La nécessaire capacité à s’adapter à la diversité des élèves et des situations s’exercera d’autant mieux que l’enseignant pourra l’appuyer sur des connaissances solides et la maîtrise d’un éventail de pratiques à l’efficacité éprouvée.
21. L’éducation fondée sur des preuves veut formater les élèves, en faire de bons petits travailleurs dociles
Non, l’éducation fondée sur des preuves ne veut rien. Ce n’est qu’une méthode.
Je ne sais pas s’il existe vraiment des gens qui voudraient « formater » les élèves. Les personnes qui l’affirment n’en apportent aucune preuve, et cela ressemble bigrement à une théorie du complot. En tous cas, si des gouvernants voulaient cela, alors les méthodes expérimentales pourraient certainement déterminer les moyens les plus efficaces pour y parvenir. Encore faudrait-il que cela soit possible, et trouver des chercheurs pour mener de telles recherches.
Si des gouvernants veulent le contraire, par exemple former des citoyens libres et éclairés par des connaissances solides et un esprit critique affûté, alors les méthodes expérimentales peuvent également déterminer les méthodes les plus efficaces pour y parvenir.

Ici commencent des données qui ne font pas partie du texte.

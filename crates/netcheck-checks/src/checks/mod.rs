// crates/netcheck-checks/src/checks/mod.rs
// ============================================================================
// Module: Netcheck Check Catalog
// Description: Verification routines grouped by device area.
// Purpose: Compare fetched device output against validated expectations.
// Dependencies: netcheck-core, serde_json
// ============================================================================

//! ## Overview
//! One module per device area. Every check follows the same pattern: look up
//! a key path in the fetched nested mapping, compare to the expected literal
//! or computed value, and emit one diagnostic per mismatch. Verification is
//! pure; checks hold only their validated inputs.

// ============================================================================
// SECTION: Imports
// ============================================================================

use netcheck_core::CheckResult;
use netcheck_core::CommandOutput;
use serde_json::Value;

// ============================================================================
// SECTION: Modules
// ============================================================================

pub mod bgp;
pub mod connectivity;
pub mod hardware;
pub mod mlag;
pub mod software;
pub mod system;
pub mod vlan;
pub mod vxlan;

// ============================================================================
// SECTION: Output Access
// ============================================================================

/// Resolves the indexed output as JSON, recording an error when absent.
pub(crate) fn require_json<'a>(
    outputs: &'a [CommandOutput],
    index: usize,
    result: &mut CheckResult,
) -> Option<&'a Value> {
    let value = outputs.get(index).and_then(CommandOutput::as_json);
    if value.is_none() {
        result.mark_error("Structured device output is missing");
    }
    value
}

/// Resolves the indexed output as text, recording an error when absent.
pub(crate) fn require_text<'a>(
    outputs: &'a [CommandOutput],
    index: usize,
    result: &mut CheckResult,
) -> Option<&'a str> {
    let text = outputs.get(index).and_then(CommandOutput::as_text);
    if text.is_none() {
        result.mark_error("Textual device output is missing");
    }
    text
}

/// Formats a boolean the way the device renders capability flags.
pub(crate) const fn bool_label(flag: bool) -> &'static str {
    if flag { "True" } else { "False" }
}
// crates/netcheck-checks/src/checks/hardware.rs
// ============================================================================
// Module: Hardware Checks
// Description: Adverse drop and PCIe error counter thresholds.
// Purpose: Validate hardware counters stay within declared limits.
// Dependencies: crate::checks, crate::inputs::hardware, netcheck-core
// ============================================================================

//! ## Overview
//! Hardware checks walk per-entity counter tables and compare each counter
//! against its declared threshold. Thresholds default to zero, so an
//! unconfigured check fails on any drop or error.

// ============================================================================
// SECTION: Imports
// ============================================================================

use netcheck_core::CheckResult;
use netcheck_core::CommandOutput;
use netcheck_core::ShowCommand;
use netcheck_core::StateCheck;
use serde::Deserialize;
use serde_json::Value;

use crate::checks::require_json;
use crate::inputs::hardware::AdverseDropThresholds;
use crate::inputs::hardware::PcieThresholds;

// ============================================================================
// SECTION: Adverse Drops
// ============================================================================

/// Verifies adverse drop counters stay within thresholds.
#[derive(Debug, Clone, Copy, Default, Deserialize)]
#[serde(deny_unknown_fields)]
pub struct AdverseDropCounters {
    /// Per-window drop thresholds.
    #[serde(default)]
    thresholds: AdverseDropThresholds,
}

impl AdverseDropCounters {
    /// Creates the check.
    #[must_use]
    pub const fn new(thresholds: AdverseDropThresholds) -> Self {
        Self {
            thresholds,
        }
    }
}

impl StateCheck for AdverseDropCounters {
    fn name(&self) -> &'static str {
        "adverse_drop_counters"
    }

    fn categories(&self) -> &'static [&'static str] {
        &["hardware"]
    }

    fn commands(&self) -> Vec<ShowCommand> {
        vec![ShowCommand::json_revision("show hardware counter drop", 1)]
    }

    fn verify(&self, outputs: &[CommandOutput], result: &mut CheckResult) {
        result.mark_success();
        let Some(root) = require_json(outputs, 0, result) else {
            return;
        };
        let Some(events) = root.get("dropEvents").and_then(Value::as_object) else {
            result.mark_error("Invalid output: 'dropEvents' not found");
            return;
        };

        for (counter, data) in events {
            for (key, label, limit) in self.thresholds.windows() {
                let value = data.get(key).and_then(Value::as_u64).unwrap_or_default();
                if value > limit {
                    result.mark_failure(format!(
                        "Counter: {counter} Period: {label} - Threshold exceeded - \
                         Expected: <= {limit} Actual: {value}"
                    ));
                }
            }
        }
    }
}

// ============================================================================
// SECTION: PCIe Errors
// ============================================================================

/// Verifies PCIe error counters stay within thresholds.
#[derive(Debug, Clone, Copy, Default, Deserialize)]
#[serde(deny_unknown_fields)]
pub struct PcieErrorCounters {
    /// Per-counter error thresholds.
    #[serde(default)]
    thresholds: PcieThresholds,
}

impl PcieErrorCounters {
    /// Creates the check.
    #[must_use]
    pub const fn new(thresholds: PcieThresholds) -> Self {
        Self {
            thresholds,
        }
    }
}

impl StateCheck for PcieErrorCounters {
    fn name(&self) -> &'static str {
        "pcie_error_counters"
    }

    fn categories(&self) -> &'static [&'static str] {
        &["hardware"]
    }

    fn commands(&self) -> Vec<ShowCommand> {
        vec![ShowCommand::json_revision("show pci", 1)]
    }

    fn verify(&self, outputs: &[CommandOutput], result: &mut CheckResult) {
        result.mark_success();
        let Some(root) = require_json(outputs, 0, result) else {
            return;
        };
        let Some(devices) = root.get("pciIds").and_then(Value::as_object) else {
            result.mark_error("Invalid output: 'pciIds' not found");
            return;
        };

        for (device, data) in devices {
            for (key, label, limit) in self.thresholds.counters() {
                let value = data.get(key).and_then(Value::as_u64).unwrap_or_default();
                if value > limit {
                    result.mark_failure(format!(
                        "Device: {device} Counter: {label} - Threshold exceeded - \
                         Expected: <= {limit} Actual: {value}"
                    ));
                }
            }
        }
    }
}
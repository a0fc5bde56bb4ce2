// crates/netcheck-core/src/lib.rs
// ============================================================================
// Module: Netcheck Core
// Description: Framework layer for declarative network-state checks.
// Purpose: Provide command, result, lookup, interface, and settings primitives.
// Dependencies: serde, serde_json, thiserror
// ============================================================================

//! ## Overview
//! Netcheck Core defines the framework a network-state check catalog is built
//! on: read-only show commands with declared output formats, check results
//! with ordered diagnostics, deterministic aggregation, nested-value lookup,
//! and the seams separating check logic from the device transport.
//!
//! Device output is untrusted; verification routines fail closed by reporting
//! errors on malformed output rather than panicking.

// ============================================================================
// SECTION: Modules
// ============================================================================

pub mod core;
pub mod interfaces;
pub mod runtime;

// ============================================================================
// SECTION: Re-exports
// ============================================================================

pub use crate::core::command::CommandOutput;
pub use crate::core::command::OutputFormat;
pub use crate::core::command::ShowCommand;
pub use crate::core::report::ReportSummary;
pub use crate::core::report::RunReport;
pub use crate::core::result::CheckResult;
pub use crate::core::result::CheckStatus;
pub use crate::core::value::get_bool;
pub use crate::core::value::get_f64;
pub use crate::core::value::get_str;
pub use crate::core::value::get_u64;
pub use crate::core::value::get_value;
pub use crate::interfaces::CollectError;
pub use crate::interfaces::CommandSource;
pub use crate::interfaces::StateCheck;
pub use crate::interfaces::StaticSource;
pub use crate::interfaces::run_check;
pub use crate::runtime::settings::DEFAULT_MAX_CONCURRENCY;
pub use crate::runtime::settings::DEFAULT_NOFILE;
pub use crate::runtime::settings::RunnerSettings;
pub use crate::runtime::settings::SettingsError;
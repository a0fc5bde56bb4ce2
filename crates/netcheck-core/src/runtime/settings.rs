// crates/netcheck-core/src/runtime/settings.rs
// ============================================================================
// Module: Netcheck Runner Settings
// Description: Environment-driven execution settings for check runners.
// Purpose: Validate and expose concurrency and file-descriptor bounds.
// Dependencies: thiserror
// ============================================================================

//! ## Overview
//! Runner settings expose two knobs: the maximum number of concurrently
//! dispatched checks and the target soft limit for process file
//! descriptors. Values come from the environment and are validated as
//! positive integers at construction. The settings object carries the
//! bounds; it never adjusts process limits itself.

// ============================================================================
// SECTION: Imports
// ============================================================================

use std::num::NonZeroU64;
use std::num::NonZeroUsize;

use thiserror::Error;

// ============================================================================
// SECTION: Constants
// ============================================================================

/// Default maximum number of concurrently dispatched checks.
pub const DEFAULT_MAX_CONCURRENCY: usize = 50_000;

/// Default target soft limit for process file descriptors.
pub const DEFAULT_NOFILE: u64 = 16_384;

/// Environment variable overriding the concurrency bound.
const MAX_CONCURRENCY_VAR: &str = "NETCHECK_MAX_CONCURRENCY";

/// Environment variable overriding the file-descriptor target.
const NOFILE_VAR: &str = "NETCHECK_NOFILE";

// ============================================================================
// SECTION: Errors
// ============================================================================

/// Settings validation errors.
///
/// # Invariants
/// - Variants are stable for programmatic handling.
#[derive(Debug, Error)]
pub enum SettingsError {
    /// An environment value failed to parse as a positive integer.
    #[error("invalid value for {name}: {value:?} (expected a positive integer)")]
    Invalid {
        /// Environment variable name.
        name: &'static str,
        /// Rejected raw value.
        value: String,
    },
}

// ============================================================================
// SECTION: Runner Settings
// ============================================================================

/// Validated execution settings for a check runner.
///
/// # Invariants
/// - Both bounds are positive; zero and negative values are rejected at
///   construction.
/// - Settings are read-only after construction.
#[derive(Debug, Clone, Copy, PartialEq, Eq)]
pub struct RunnerSettings {
    /// Maximum number of concurrently dispatched checks.
    max_concurrency: NonZeroUsize,
    /// Target soft limit for process file descriptors.
    nofile: NonZeroU64,
}

impl Default for RunnerSettings {
    fn default() -> Self {
        Self {
            // Both defaults are non-zero constants; the fallbacks are unreachable.
            max_concurrency: NonZeroUsize::new(DEFAULT_MAX_CONCURRENCY)
                .unwrap_or(NonZeroUsize::MIN),
            nofile: NonZeroU64::new(DEFAULT_NOFILE).unwrap_or(NonZeroU64::MIN),
        }
    }
}

impl RunnerSettings {
    /// Builds settings from the process environment.
    ///
    /// # Errors
    ///
    /// Returns [`SettingsError`] when an override is not a positive integer.
    pub fn from_env() -> Result<Self, SettingsError> {
        Self::from_lookup(|name| std::env::var(name).ok())
    }

    /// Builds settings from an arbitrary variable lookup.
    ///
    /// The lookup seam keeps construction deterministic for tests and
    /// embedders that resolve configuration outside the process
    /// environment.
    ///
    /// # Errors
    ///
    /// Returns [`SettingsError`] when an override is not a positive integer.
    pub fn from_lookup(
        lookup: impl Fn(&str) -> Option<String>,
    ) -> Result<Self, SettingsError> {
        let mut settings = Self::default();
        if let Some(raw) = lookup(MAX_CONCURRENCY_VAR) {
            settings.max_concurrency = parse_bound(MAX_CONCURRENCY_VAR, &raw)?;
        }
        if let Some(raw) = lookup(NOFILE_VAR) {
            settings.nofile = parse_bound(NOFILE_VAR, &raw)?;
        }
        Ok(settings)
    }

    /// Returns the maximum number of concurrently dispatched checks.
    #[must_use]
    pub const fn max_concurrency(&self) -> usize {
        self.max_concurrency.get()
    }

    /// Returns the target soft limit for process file descriptors.
    #[must_use]
    pub const fn nofile(&self) -> u64 {
        self.nofile.get()
    }
}

// ============================================================================
// SECTION: Helpers
// ============================================================================

/// Parses a raw environment value into a positive bound.
fn parse_bound<T: std::str::FromStr>(
    name: &'static str,
    raw: &str,
) -> Result<T, SettingsError> {
    raw.trim().parse::<T>().map_err(|_| SettingsError::Invalid {
        name,
        value: raw.to_string(),
    })
}
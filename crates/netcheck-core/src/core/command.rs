// crates/netcheck-core/src/core/command.rs
// ============================================================================
// Module: Netcheck Show Commands
// Description: Read-only device commands and their fetched outputs.
// Purpose: Declare what a check reads and carry what the device returned.
// Dependencies: serde, serde_json
// ============================================================================

//! ## Overview
//! Every check declares one or more read-only show commands with an expected
//! output format and, where the output schema has changed across firmware
//! versions, a pinned revision. Fetched outputs are either structured JSON
//! or raw text; checks select the accessor matching the declared format and
//! treat a mismatch as malformed output.

// ============================================================================
// SECTION: Imports
// ============================================================================

use serde::Deserialize;
use serde::Serialize;
use serde_json::Value;

// ============================================================================
// SECTION: Output Format
// ============================================================================

/// Output format declared for a show command.
///
/// # Invariants
/// - Variants are stable for serialization and catalog matching.
#[derive(Debug, Clone, Copy, PartialEq, Eq, Serialize, Deserialize)]
#[serde(rename_all = "snake_case")]
pub enum OutputFormat {
    /// Structured JSON output.
    Json,
    /// Raw textual output.
    Text,
}

// ============================================================================
// SECTION: Show Command
// ============================================================================

/// Read-only device command declared by a check.
///
/// # Invariants
/// - `command` is a show-class command; checks never declare mutations.
/// - `revision` pins the output schema where firmware revisions diverge.
#[derive(Debug, Clone, PartialEq, Eq, Serialize, Deserialize)]
pub struct ShowCommand {
    /// Command string sent to the device.
    pub command: String,
    /// Declared output format.
    pub format: OutputFormat,
    /// Optional output schema revision.
    pub revision: Option<u8>,
}

impl ShowCommand {
    /// Declares a JSON command without a pinned revision.
    #[must_use]
    pub fn json(command: impl Into<String>) -> Self {
        Self {
            command: command.into(),
            format: OutputFormat::Json,
            revision: None,
        }
    }

    /// Declares a JSON command pinned to an output schema revision.
    #[must_use]
    pub fn json_revision(command: impl Into<String>, revision: u8) -> Self {
        Self {
            command: command.into(),
            format: OutputFormat::Json,
            revision: Some(revision),
        }
    }

    /// Declares a textual command.
    #[must_use]
    pub fn text(command: impl Into<String>) -> Self {
        Self {
            command: command.into(),
            format: OutputFormat::Text,
            revision: None,
        }
    }
}

// ============================================================================
// SECTION: Command Output
// ============================================================================

/// Output fetched for a single show command.
///
/// # Invariants
/// - The variant corresponds to the format the transport produced, which a
///   check compares against the format it declared.
#[derive(Debug, Clone, PartialEq, Eq, Serialize, Deserialize)]
#[serde(tag = "format", content = "data", rename_all = "snake_case")]
pub enum CommandOutput {
    /// Structured JSON output.
    Json(Value),
    /// Raw textual output.
    Text(String),
}

impl CommandOutput {
    /// Returns the JSON value when the output is structured.
    #[must_use]
    pub const fn as_json(&self) -> Option<&Value> {
        match self {
            Self::Json(value) => Some(value),
            Self::Text(_) => None,
        }
    }

    /// Returns the raw text when the output is textual.
    #[must_use]
    pub fn as_text(&self) -> Option<&str> {
        match self {
            Self::Json(_) => None,
            Self::Text(text) => Some(text),
        }
    }

    /// Returns the format of the fetched output.
    #[must_use]
    pub const fn format(&self) -> OutputFormat {
        match self {
            Self::Json(_) => OutputFormat::Json,
            Self::Text(_) => OutputFormat::Text,
        }
    }
}
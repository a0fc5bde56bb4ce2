// crates/netcheck-checks/src/checks/mlag.rs
// ============================================================================
// Module: MLAG Checks
// Description: MLAG health, ports, config sanity, delays, and priority.
// Purpose: Validate multi-chassis link aggregation state.
// Dependencies: crate::checks, netcheck-core
// ============================================================================

//! ## Overview
//! Every MLAG check is skipped when MLAG is disabled on the device; a
//! disabled feature is not a failure. The detail view (`show mlag detail`)
//! backs dual-primary and priority checks, the plain view backs the rest.

// ============================================================================
// SECTION: Imports
// ============================================================================

use netcheck_core::CheckResult;
use netcheck_core::CommandOutput;
use netcheck_core::ShowCommand;
use netcheck_core::StateCheck;
use netcheck_core::get_value;
use serde::Deserialize;
use serde_json::Value;

use crate::checks::require_json;
use crate::inputs::InputError;

// ============================================================================
// SECTION: Constants
// ============================================================================

/// Highest configurable MLAG primary priority.
const MAX_PRIMARY_PRIORITY: u64 = 32_767;

// ============================================================================
// SECTION: Shared Guards
// ============================================================================

/// Returns true when the MLAG state marks the feature disabled.
fn mlag_disabled(root: &Value, result: &mut CheckResult) -> bool {
    if root.get("state").and_then(Value::as_str) == Some("disabled") {
        result.mark_skipped("MLAG is disabled");
        return true;
    }
    false
}

// ============================================================================
// SECTION: MLAG Status
// ============================================================================

/// Verifies MLAG negotiation, local interface, and peer link health.
#[derive(Debug, Clone, Copy, Default, Deserialize)]
#[serde(deny_unknown_fields)]
pub struct MlagStatus {}

impl MlagStatus {
    /// Creates the check.
    #[must_use]
    pub const fn new() -> Self {
        Self {}
    }
}

impl StateCheck for MlagStatus {
    fn name(&self) -> &'static str {
        "mlag_status"
    }

    fn categories(&self) -> &'static [&'static str] {
        &["mlag"]
    }

    fn commands(&self) -> Vec<ShowCommand> {
        vec![ShowCommand::json_revision("show mlag", 2)]
    }

    fn verify(&self, outputs: &[CommandOutput], result: &mut CheckResult) {
        result.mark_success();
        let Some(root) = require_json(outputs, 0, result) else {
            return;
        };
        if mlag_disabled(root, result) {
            return;
        }

        let negotiation = root.get("negStatus").and_then(Value::as_str).unwrap_or_default();
        if negotiation != "connected" {
            result.mark_failure(format!(
                "MLAG negotiation status mismatch - Expected: connected Actual: {negotiation}"
            ));
        }

        let local_interface =
            root.get("localIntfStatus").and_then(Value::as_str).unwrap_or_default();
        if local_interface != "up" {
            result.mark_failure(format!(
                "Operational state of the MLAG local interface is not correct - \
                 Expected: up Actual: {local_interface}"
            ));
        }

        let peer_link = root.get("peerLinkStatus").and_then(Value::as_str).unwrap_or_default();
        if peer_link != "up" {
            result.mark_failure(format!(
                "Operational state of the MLAG peer link is not correct - \
                 Expected: up Actual: {peer_link}"
            ));
        }
    }
}

// ============================================================================
// SECTION: MLAG Interfaces
// ============================================================================

/// Verifies no inactive or active-partial MLAG ports exist.
#[derive(Debug, Clone, Copy, Default, Deserialize)]
#[serde(deny_unknown_fields)]
pub struct MlagInterfaces {}

impl MlagInterfaces {
    /// Creates the check.
    #[must_use]
    pub const fn new() -> Self {
        Self {}
    }
}

impl StateCheck for MlagInterfaces {
    fn name(&self) -> &'static str {
        "mlag_interfaces"
    }

    fn categories(&self) -> &'static [&'static str] {
        &["mlag"]
    }

    fn commands(&self) -> Vec<ShowCommand> {
        vec![ShowCommand::json_revision("show mlag", 2)]
    }

    fn verify(&self, outputs: &[CommandOutput], result: &mut CheckResult) {
        result.mark_success();
        let Some(root) = require_json(outputs, 0, result) else {
            return;
        };
        if mlag_disabled(root, result) {
            return;
        }

        let inactive = get_value(root, "mlagPorts.Inactive").and_then(Value::as_u64);
        let partial = get_value(root, "mlagPorts.Active-partial").and_then(Value::as_u64);
        let (Some(inactive), Some(partial)) = (inactive, partial) else {
            result.mark_error("Invalid output: MLAG port counters not found");
            return;
        };
        if inactive != 0 || partial != 0 {
            result.mark_failure(format!(
                "MLAG status is not ok - Inactive Ports: {inactive} Partial Active Ports: {partial}"
            ));
        }
    }
}

// ============================================================================
// SECTION: MLAG Config Sanity
// ============================================================================

/// Verifies no MLAG config-sanity inconsistencies are reported.
#[derive(Debug, Clone, Copy, Default, Deserialize)]
#[serde(deny_unknown_fields)]
pub struct MlagConfigSanity {}

impl MlagConfigSanity {
    /// Creates the check.
    #[must_use]
    pub const fn new() -> Self {
        Self {}
    }
}

impl StateCheck for MlagConfigSanity {
    fn name(&self) -> &'static str {
        "mlag_config_sanity"
    }

    fn categories(&self) -> &'static [&'static str] {
        &["mlag"]
    }

    fn commands(&self) -> Vec<ShowCommand> {
        vec![ShowCommand::json_revision("show mlag config-sanity", 1)]
    }

    fn verify(&self, outputs: &[CommandOutput], result: &mut CheckResult) {
        result.mark_success();
        let Some(root) = require_json(outputs, 0, result) else {
            return;
        };
        let Some(active) = root.get("mlagActive").and_then(Value::as_bool) else {
            result.mark_error("Invalid output: 'mlagActive' not found");
            return;
        };
        if !active {
            result.mark_skipped("MLAG is disabled");
            return;
        }

        let populated = |key: &str| {
            root.get(key).is_some_and(|section| match section {
                Value::Object(map) => !map.is_empty(),
                Value::Array(items) => !items.is_empty(),
                _ => false,
            })
        };
        if populated("globalConfiguration") {
            result.mark_failure("MLAG config-sanity found in global configuration");
        }
        if populated("interfaceConfiguration") {
            result.mark_failure("MLAG config-sanity found in interface configuration");
        }
    }
}

// ============================================================================
// SECTION: MLAG Reload Delay
// ============================================================================

/// Verifies MLAG reload-delay timers.
#[derive(Debug, Clone, Copy, Deserialize)]
#[serde(deny_unknown_fields)]
pub struct MlagReloadDelay {
    /// Delay until MLAG ports are enabled after reboot, in seconds.
    reload_delay: u64,
    /// Delay until non-MLAG ports are enabled after reboot, in seconds.
    reload_delay_non_mlag: u64,
}

impl MlagReloadDelay {
    /// Creates the check.
    #[must_use]
    pub const fn new(reload_delay: u64, reload_delay_non_mlag: u64) -> Self {
        Self {
            reload_delay,
            reload_delay_non_mlag,
        }
    }
}

impl StateCheck for MlagReloadDelay {
    fn name(&self) -> &'static str {
        "mlag_reload_delay"
    }

    fn categories(&self) -> &'static [&'static str] {
        &["mlag"]
    }

    fn commands(&self) -> Vec<ShowCommand> {
        vec![ShowCommand::json_revision("show mlag", 2)]
    }

    fn verify(&self, outputs: &[CommandOutput], result: &mut CheckResult) {
        result.mark_success();
        let Some(root) = require_json(outputs, 0, result) else {
            return;
        };
        if mlag_disabled(root, result) {
            return;
        }

        let reload_delay = root.get("reloadDelay").and_then(Value::as_u64).unwrap_or_default();
        if reload_delay != self.reload_delay {
            result.mark_failure(format!(
                "MLAG reload-delay mismatch - Expected: {}s Actual: {reload_delay}s",
                self.reload_delay
            ));
        }

        let non_mlag =
            root.get("reloadDelayNonMlag").and_then(Value::as_u64).unwrap_or_default();
        if non_mlag != self.reload_delay_non_mlag {
            result.mark_failure(format!(
                "Delay for non-MLAG ports mismatch - Expected: {}s Actual: {non_mlag}s",
                self.reload_delay_non_mlag
            ));
        }
    }
}

// ============================================================================
// SECTION: MLAG Dual-Primary
// ============================================================================

/// Verifies dual-primary detection and its recovery parameters.
#[derive(Debug, Clone, Copy, Deserialize)]
#[serde(deny_unknown_fields)]
pub struct MlagDualPrimary {
    /// Detection delay in seconds.
    detection_delay: u64,
    /// Errdisable all interfaces when dual-primary is detected.
    #[serde(default)]
    errdisabled: bool,
    /// Recovery delay for MLAG ports, in seconds.
    recovery_delay: u64,
    /// Recovery delay for non-MLAG ports, in seconds.
    recovery_delay_non_mlag: u64,
}

impl MlagDualPrimary {
    /// Creates the check.
    #[must_use]
    pub const fn new(
        detection_delay: u64,
        errdisabled: bool,
        recovery_delay: u64,
        recovery_delay_non_mlag: u64,
    ) -> Self {
        Self {
            detection_delay,
            errdisabled,
            recovery_delay,
            recovery_delay_non_mlag,
        }
    }
}

impl StateCheck for MlagDualPrimary {
    fn name(&self) -> &'static str {
        "mlag_dual_primary"
    }

    fn categories(&self) -> &'static [&'static str] {
        &["mlag"]
    }

    fn commands(&self) -> Vec<ShowCommand> {
        vec![ShowCommand::json_revision("show mlag detail", 2)]
    }

    fn verify(&self, outputs: &[CommandOutput], result: &mut CheckResult) {
        result.mark_success();
        let Some(root) = require_json(outputs, 0, result) else {
            return;
        };
        if mlag_disabled(root, result) {
            return;
        }

        if root.get("dualPrimaryDetectionState").and_then(Value::as_str) == Some("disabled") {
            result.mark_failure("Dual-primary detection is disabled");
            return;
        }

        let expected_action = if self.errdisabled { "errdisableAllInterfaces" } else { "none" };
        let action = get_value(root, "detail.dualPrimaryAction")
            .and_then(Value::as_str)
            .unwrap_or_default();
        if action != expected_action {
            result.mark_failure(format!(
                "Dual-primary action mismatch - Expected: {expected_action} Actual: {action}"
            ));
        }

        let detection_delay = get_value(root, "detail.dualPrimaryDetectionDelay")
            .and_then(Value::as_u64)
            .unwrap_or_default();
        if detection_delay != self.detection_delay {
            result.mark_failure(format!(
                "Dual-primary detection delay mismatch - Expected: {} Actual: {detection_delay}",
                self.detection_delay
            ));
        }

        let recovery_delay =
            root.get("dualPrimaryMlagRecoveryDelay").and_then(Value::as_u64).unwrap_or_default();
        if recovery_delay != self.recovery_delay {
            result.mark_failure(format!(
                "Dual-primary MLAG recovery delay mismatch - Expected: {} Actual: {recovery_delay}",
                self.recovery_delay
            ));
        }

        let non_mlag_recovery = root
            .get("dualPrimaryNonMlagRecoveryDelay")
            .and_then(Value::as_u64)
            .unwrap_or_default();
        if non_mlag_recovery != self.recovery_delay_non_mlag {
            result.mark_failure(format!(
                "Dual-primary non MLAG recovery delay mismatch - \
                 Expected: {} Actual: {non_mlag_recovery}",
                self.recovery_delay_non_mlag
            ));
        }
    }
}

// ============================================================================
// SECTION: MLAG Primary Priority
// ============================================================================

/// Raw input for the primary-priority check.
#[derive(Debug, Clone, Copy, Deserialize)]
#[serde(deny_unknown_fields)]
struct MlagPrimaryPriorityInput {
    /// Expected primary priority.
    primary_priority: u64,
}

/// Verifies the device is MLAG primary with the expected priority.
#[derive(Debug, Clone, Copy, Deserialize)]
#[serde(try_from = "MlagPrimaryPriorityInput")]
pub struct MlagPrimaryPriority {
    /// Expected primary priority.
    primary_priority: u64,
}

impl MlagPrimaryPriority {
    /// Creates the check.
    ///
    /// # Errors
    ///
    /// Returns [`InputError`] when the priority is outside the device range.
    pub const fn new(primary_priority: u64) -> Result<Self, InputError> {
        if primary_priority == 0 || primary_priority > MAX_PRIMARY_PRIORITY {
            return Err(InputError::OutOfRange {
                field: "primary_priority",
                value: primary_priority,
                range: "1..=32767",
            });
        }
        Ok(Self {
            primary_priority,
        })
    }
}

impl TryFrom<MlagPrimaryPriorityInput> for MlagPrimaryPriority {
    type Error = InputError;

    fn try_from(input: MlagPrimaryPriorityInput) -> Result<Self, Self::Error> {
        Self::new(input.primary_priority)
    }
}

impl StateCheck for MlagPrimaryPriority {
    fn name(&self) -> &'static str {
        "mlag_primary_priority"
    }

    fn categories(&self) -> &'static [&'static str] {
        &["mlag"]
    }

    fn commands(&self) -> Vec<ShowCommand> {
        vec![ShowCommand::json_revision("show mlag detail", 2)]
    }

    fn verify(&self, outputs: &[CommandOutput], result: &mut CheckResult) {
        result.mark_success();
        let Some(root) = require_json(outputs, 0, result) else {
            return;
        };
        if mlag_disabled(root, result) {
            return;
        }

        if get_value(root, "detail.mlagState").and_then(Value::as_str) != Some("primary") {
            result.mark_failure("The device is not set as MLAG primary");
        }

        let priority =
            get_value(root, "detail.primaryPriority").and_then(Value::as_u64).unwrap_or_default();
        if priority != self.primary_priority {
            result.mark_failure(format!(
                "MLAG primary priority mismatch - Expected: {} Actual: {priority}",
                self.primary_priority
            ));
        }
    }
}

Encore une fois, il est important de distinguer les objectifs de l’éducation et les moyens pour y parvenir. Les objectifs doivent être délibérés démocratiquement et conformes aux valeurs des citoyens. Une fois qu’ils sont définis, il est légitime de vouloir se donner les moyens les plus efficaces pour les atteindre. Car à quoi bon avoir de nobles valeurs et se fixer des objectifs merveilleux si l’on ne se donne pas les moyens de les atteindre ?
Les méthodes de l’éducation fondée sur des preuves peuvent aider à évaluer ces moyens et à choisir les meilleurs.
22. Ces recherches réduisent les enfants à leur cerveau. On enseigne à des enfants, pas à des cerveaux.
Je pense que cet argument s’adresse aux discours de type « neuroéducation », pas à l’éducation fondée sur des preuves. Or les deux sont entièrement indépendants. La plupart des pratiques évaluées dans le cadre de l’éducation fondée sur des preuves ne sont pas inspirées par les neurosciences, mais par les enseignants, les pédagogues, les observations en classe, ou encore par des connaissances en psychologie. Inversement, certaines pratiques inspirées par les neurosciences sont des neuromythes sans aucune preuve d’efficacité (par exemple le Brain Gym supposé stimuler les connexions entre hémisphères cérébraux). (pour en savoir plus sur ce que je pense de la neuroéducation)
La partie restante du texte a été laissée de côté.